Dans une synchronisation parfaite, Esteban et moi tournâmes la tête vers Solène.


— On aimerait créer un club de lecture. La directrice est d'accord, mais exige que deux professeurs se portent garants et le gèrent avec nous. Monsieur Morel a déjà signé le document et soutient l’idée. On aurait aimé que vous nous accompagniez aussi, si vous êtes d’accord ?


— En quoi cela consisterait ? demanda Émilien, intéressé.


— Ce serait des réunions hebdomadaires. On partagerait nos lectures, nos avis. On ferait des critiques d’ouvrages, apprendrait à exposer nos opinions, ce genre de choses.


Je fus attentif à la réaction de mon jeune professeur. Nous savions déjà tous combien il était passionné par la lecture. Il nous parlait des livres avec une exaltation qui donnait envie à n’importe qui de se plonger dedans ; mis à part Esteban, peut-être.


J'aurais aimé savoir s'il était habité de la même joie quand il aimait quelqu'un.


Aurait-il le souffle coupé si l'Amour nous absorbait ? Si nous devenions un ?


— Que voulez-vous que je fasse exactement ?


— Les réunions seront le jeudi soir, car nous ne pouvons avoir la salle qu’à ce moment-là et Monsieur Morel a déjà cours. Il faudrait donc que vous assistiez aux séances avec nous, pour nous aider et nous surveiller.


Elle parlait bien du seul jour de la semaine où nous n'avions pas littérature, n'est-ce pas ? Cette journée interminable où rien n'était assez intéressant pour me transporter, où le visage d’Émilien n'égayait pas ma vie ?


J'entendais une évidence divine m'appeler.


— Venez me voir pour que nous en discutions.

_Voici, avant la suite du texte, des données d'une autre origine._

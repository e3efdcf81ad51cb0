//! Component definitions for the ECS simulation.
//!
//! Components are pure data structs attached to entities.
//! They have no behavior - that lives in systems.

mod common;
mod projectile;
mod units;

pub use common::*;
pub use projectile::*;
pub use units::*;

Les autres, vous pouvez rentrer chez vous. Bonne soirée.


Je fus le seul à rester assis, fasciné par la prestance d’Émilien quand il s'appuya sur le bord de son bureau. Je sentais ce magnétisme qui s'accentuait à chaque rencontre et la décadence qui serait bientôt inévitable. J'étais déjà en train de tomber dans cet abîme sans fin qui portait la lettre A.


— Tu viens ?


Le coup de coude d’Esteban me fit sursauter et j’acquiesçai, déçu de ne pas pouvoir m'éterniser ici. Nous rejoignîmes Azélie et Yoan et mes yeux se tournèrent une nouvelle fois pour croiser deux iris mordorés qui me firent suffoquer.


Comment pouvaient-ils être si brillants, ces yeux-là ?


— Fais chier, pourquoi Solène a parlé de ça maintenant ! se plaignit Esteban. Pour une fois qu’on avait la permission de partir plus tôt !


Personne ne lui répondit. J'étais trop ralenti par ce souffle d'espérance pour rebondir. Il m'aurait accusé de traîtrise s'il avait su que, tout ce que je désirais, c’était que l’intervention de Solène dure plus longtemps.


Juste quelques secondes, quelques minutes.


Rien qu’un instant pour aimer Émilien un peu plus fort.